A crystallin mutant cataract with mineral deposits

Connexin mutant mice develop cataracts containing calcium precipitates. To test whether pathologic mineralization is a general mechanism contributing to the disease, we characterized the lenses from a non-connexin mutant mouse cataract model. By co-segregation of the phenotype with a satellite marker and genomic sequencing, we identified the mutant as a 5-bp duplication in the γC-crystallin gene (Crygc). Homozygous mice developed severe cataracts early, and heterozygous animals developed small cataracts later in life. Immunoblotting studies showed that the mutant lenses contained decreased levels of crystallins and of connexin46 and connexin50, but increased levels of resident proteins of the nucleus, endoplasmic reticulum, and mitochondria.

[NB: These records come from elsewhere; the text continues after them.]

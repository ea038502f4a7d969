//! External load balancer constants and haproxy configuration rendering.

use kinder_runtime::bracket_host;
use std::fmt::Write;

/// Image the load balancer node runs.
pub const LOAD_BALANCER_IMAGE: &str = "kindest/haproxy:v20230606-42a2262b";

/// Port haproxy listens on inside the load balancer node.
pub const CONTROL_PLANE_PORT: u16 = 6443;

/// haproxy configuration path inside the load balancer node.
pub const CONFIG_PATH: &str = "/usr/local/etc/haproxy/haproxy.cfg";

/// One API server backend.
#[derive(Debug, Clone, PartialEq, Eq)]
pub struct Backend {
    /// Server name, the node name.
    pub name: String,
    /// Node address on the cluster network.
    pub address: String,
    /// API server port on that address.
    pub port: u16,
}

/// Render the haproxy configuration balancing across `backends`.
pub fn render_config(backends: &[Backend], ipv6: bool) -> String {
    let mut cfg = String::from(
        "# generated by kinder
global
  log /dev/log local0
  log /dev/log local1 notice
  daemon
  maxconn 100000

resolvers docker
  nameserver dns 127.0.0.11:53

defaults
  log global
  mode tcp
  option dontlognull
  timeout connect 5000
  timeout client 50000
  timeout server 50000
  default-server init-addr none

frontend control-plane
",
    );
    let _ = writeln!(cfg, "  bind *:{CONTROL_PLANE_PORT}");
    if ipv6 {
        let _ = writeln!(cfg, "  bind :::{CONTROL_PLANE_PORT}");
    }
    cfg.push_str(
        "  default_backend kube-apiservers

backend kube-apiservers
  option httpchk GET /healthz
",
    );
    let family = if ipv6 { "ipv6" } else { "ipv4" };
    for b in backends {
        let _ = writeln!(
            cfg,
            "  server {} {}:{} check check-ssl verify none resolvers docker resolve-prefer {}",
            b.name,
            bracket_host(&b.address),
            b.port,
            family
        );
    }
    cfg
}

#[cfg(test)]
mod tests {
    use super::*;

    fn backend(name: &str, address: &str) -> Backend {
        Backend {
            name: name.into(),
            address: address.into(),
            port: 6443,
        }
    }

    #[test]
    fn test_render_lists_every_backend() {
        let cfg = render_config(
            &[
                backend("demo-control-plane", "172.18.0.2"),
                backend("demo-control-plane2", "172.18.0.3"),
            ],
            false,
        );
        assert!(cfg.contains("bind *:6443\n"));
        assert!(!cfg.contains("bind :::6443"));
        assert!(cfg.contains("server demo-control-plane 172.18.0.2:6443 check"));
        assert!(cfg.contains("server demo-control-plane2 172.18.0.3:6443 check"));
        assert!(cfg.contains("resolve-prefer ipv4"));
    }

    #[test]
    fn test_render_ipv6_brackets_addresses() {
        let cfg = render_config(&[backend("demo-control-plane", "fc00:f853::2")], true);
        assert!(cfg.contains("bind :::6443"));
        assert!(cfg.contains("server demo-control-plane [fc00:f853::2]:6443"));
        assert!(cfg.contains("resolve-prefer ipv6"));
    }
}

The reductions of fiber cell connexins were associated with a scarcity of immunoreactive gap junction punctae as detected by immunofluorescence, and significant reductions in gap junction-mediated coupling between fiber cells in Crygc lenses. Particles that stained with the calcium deposit dye, Alizarin red, were abundant in the insoluble fraction from homozygous lenses, but nearly absent in wild-type and heterozygous lens preparations. Whole-mount homozygous lenses also stained with Alizarin red in the cataract region. Mineralized material with a regional distribution similar to the cataract was detected in homozygous lenses (but not wild-type lenses) by micro-computed tomography. Attenuated total internal reflection micro-Fourier transform infrared spectroscopy identified the mineral as apatite. These results are consistent with previous findings that loss of gap junctional coupling between lens fiber cells leads to formation of calcium precipitates. They also support the hypothesis that pathologic mineralization contributes to formation of cataracts of different etiologies.